● **About this exercise**:
Search the records for the string "adapters" and return each line that has it.

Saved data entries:
++++++++++

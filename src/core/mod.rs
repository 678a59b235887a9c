//! Core reconciliation logic for Tally.
//!
//! # Modules
//!
//! - [`reader`] - chunked readers for the delimited source and NDJSON target
//! - [`compare`] - pure comparison of one positional batch pair
//! - [`reconcile`] - pairing, the worker pool and single-owner aggregation
//! - [`report`] - persisting and querying run reports
//!
//! # Run Workflow
//!
//! 1. **Open**: both inputs through the object store (failure aborts the run)
//! 2. **Pair**: Nth source batch with Nth target batch, by arrival order
//! 3. **Compare**: pairs in parallel on a fixed-size worker pool
//! 4. **Aggregate**: totals and mismatches reduced by one owner
//! 5. **Persist**: summary row and mismatch table written as CSV
//!
//! # Example
//!
//! ```rust,no_run
//! use tally::adapters::storage::create_object_store;
//! use tally::config::load_config;
//! use tally::core::reconcile::{ComparisonJob, ReconciliationCoordinator};
//! use tally::core::report::ReportSink;
//!
//! # async fn example() -> Result<(), Box<dyn std::error::Error>> {
//! let config = load_config("tally.toml")?;
//! let store = create_object_store(&config.storage)?;
//! let (_shutdown_tx, shutdown_rx) = tokio::sync::watch::channel(false);
//!
//! let job = ComparisonJob::from_config(&config)?;
//! let output = ReconciliationCoordinator::new(store.clone(), shutdown_rx)
//!     .run(&job)
//!     .await?;
//!
//! ReportSink::from_config(store, &config.report)?
//!     .persist(&output)
//!     .await?;
//! # Ok(())
//! # }
//! ```

pub mod compare;
pub mod reader;
pub mod reconcile;
pub mod report;
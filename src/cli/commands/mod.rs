//! CLI command implementations
//!
//! Exit codes shared by all commands:
//!
//! | code | meaning |
//! |------|---------|
//! | 0    | clean run |
//! | 1    | mismatches, count discrepancy or skipped rows/batches |
//! | 2    | configuration error |
//! | 4    | input or report storage error |
//! | 5    | fatal error |
//! | 130  | interrupted by a shutdown signal |

pub mod init;
pub mod listen;
pub mod report;
pub mod run;
pub mod validate;

use crate::adapters::storage::ObjectStore;
use crate::config::{load_config, parse_config, TallyConfig};
use crate::core::reconcile::{ComparisonJob, ReconciliationCoordinator, RunSummary};
use crate::core::report::ReportSink;
use std::path::Path;
use std::sync::Arc;
use tokio::sync::watch;

pub const EXIT_OK: i32 = 0;
pub const EXIT_DISCREPANCIES: i32 = 1;
pub const EXIT_CONFIG: i32 = 2;
pub const EXIT_STORAGE: i32 = 4;
pub const EXIT_FATAL: i32 = 5;
pub const EXIT_INTERRUPTED: i32 = 130;

/// Load the configuration file, or defaults plus `TALLY_*` overrides when it does not exist
pub fn load_or_default(config_path: &str) -> crate::domain::Result<TallyConfig> {
    if Path::new(config_path).exists() {
        load_config(config_path)
    } else {
        tracing::info!(config_path = %config_path, "No configuration file; using defaults");
        parse_config("")
    }
}

/// Exit code for a completed run
pub fn summary_exit_code(summary: &RunSummary) -> i32 {
    if summary.interrupted {
        EXIT_INTERRUPTED
    } else if summary.is_clean() {
        EXIT_OK
    } else {
        EXIT_DISCREPANCIES
    }
}

/// Print a human-readable summary
pub fn print_summary(summary: &RunSummary) {
    println!();
    println!("📊 Reconciliation Summary:");
    println!("  Source: {}", summary.source);
    println!("  Target: {}", summary.target);
    println!("  Source Records: {}", summary.total_source_records);
    println!("  Target Records: {}", summary.total_target_records);
    println!("  Completeness: {:.2}%", summary.completeness_percentage);
    println!("  Mismatches: {}", summary.mismatch_count);
    println!("  Batch Pairs: {}", summary.batch_pairs);
    if summary.source_parse_errors > 0 || summary.target_parse_errors > 0 {
        println!(
            "  Skipped Rows: {} source, {} target",
            summary.source_parse_errors, summary.target_parse_errors
        );
    }
    println!("  Duration: {:.2}s", summary.duration.as_secs_f64());
    println!("  Completed: {}", summary.timestamp.to_rfc3339());

    if !summary.batch_errors.is_empty() {
        println!();
        println!("⚠️  Batch errors:");
        for error in &summary.batch_errors {
            println!(
                "  - batch {} ({}): {}",
                error.batch_sequence, error.side, error.message
            );
        }
    }

    if let Some(reason) = &summary.shutdown_reason {
        println!();
        println!("⚠️  Run interrupted: {reason}");
    }
    println!();
}

/// Run one job, print its summary and persist reports
///
/// The summary is printed before persisting, so it is not lost when a
/// report write fails.
pub async fn reconcile(
    config: &TallyConfig,
    store: Arc<dyn ObjectStore>,
    job: &ComparisonJob,
    shutdown_signal: watch::Receiver<bool>,
    persist: bool,
    json: bool,
) -> anyhow::Result<i32> {
    let coordinator = ReconciliationCoordinator::new(Arc::clone(&store), shutdown_signal);
    let output = match coordinator.run(job).await {
        Ok(output) => output,
        Err(e) if e.is_fatal_to_run() => {
            tracing::error!(error = %e, "Reconciliation aborted");
            eprintln!("❌ {e}");
            return Ok(EXIT_STORAGE);
        }
        Err(e) => {
            tracing::error!(error = %e, "Reconciliation failed");
            eprintln!("❌ Reconciliation failed: {e}");
            return Ok(EXIT_FATAL);
        }
    };

    if json {
        println!("{}", serde_json::to_string_pretty(&output.summary)?);
    } else {
        print_summary(&output.summary);
    }

    if persist && config.report.enabled {
        let sink = match ReportSink::from_config(store, &config.report) {
            Ok(sink) => sink,
            Err(e) => {
                eprintln!("❌ {e}");
                return Ok(EXIT_CONFIG);
            }
        };
        match sink.persist(&output).await {
            Ok(report) => {
                if !json {
                    println!("💾 Summary written to {}", report.summary_location);
                    if let Some(location) = &report.mismatches_location {
                        println!(
                            "💾 {} mismatches written to {}",
                            report.mismatch_rows, location
                        );
                    }
                }
            }
            Err(e) => {
                tracing::error!(error = %e, "Failed to persist reports");
                eprintln!("❌ {e}");
                return Ok(EXIT_STORAGE);
            }
        }
    }

    Ok(summary_exit_code(&output.summary))
}

#[cfg(test)]
mod tests {
    use super::*;
    use crate::core::reconcile::{PairingReport, RunAccumulator, BatchOutcome};
    use crate::core::compare::BatchResult;
    use std::time::Duration;
    use uuid::Uuid;

    fn summary(source: usize, target: usize, stop: Option<&str>) -> RunSummary {
        let mut acc = RunAccumulator::new();
        acc.absorb(BatchOutcome::Compared(BatchResult::new(0, source, target)));
        let job = ComparisonJob::new("b/s.txt".parse().unwrap(), "b/t.json".parse().unwrap());
        let pairing = PairingReport {
            stop_reason: stop.map(str::to_string),
            ..PairingReport::default()
        };
        acc.finish(Uuid::new_v4(), &job, &pairing, Duration::ZERO).summary
    }

    #[test]
    fn test_summary_exit_codes() {
        assert_eq!(summary_exit_code(&summary(10, 10, None)), EXIT_OK);
        assert_eq!(summary_exit_code(&summary(10, 9, None)), EXIT_DISCREPANCIES);
        assert_eq!(
            summary_exit_code(&summary(10, 10, Some("Shutdown signal received"))),
            EXIT_INTERRUPTED
        );
    }
}
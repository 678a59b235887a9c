//! Logging and observability
//!
//! - [`init_logging`] installs the global subscriber (console plus optional
//!   JSON rolling file)
//! - [`RunReporter`] receives per-run progress from the coordinator
//!
//! # Example
//!
//! ```no_run
//! use tally::logging::init_logging;
//! use tally::config::LoggingConfig;
//!
//! let config = LoggingConfig::console_only();
//! let _guard = init_logging("info", &config).expect("Failed to initialize logging");
//!
//! tracing::info!("Application started");
//! ```

pub mod reporter;
pub mod structured;

pub use reporter::{RunReporter, TracingReporter};
pub use structured::{init_logging, parse_log_level, LoggingGuard};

++++++++++

● **Result for this exercise**:
//! use tally::adapters::storage::create_object_store;
use crate::adapters::storage::ObjectStore;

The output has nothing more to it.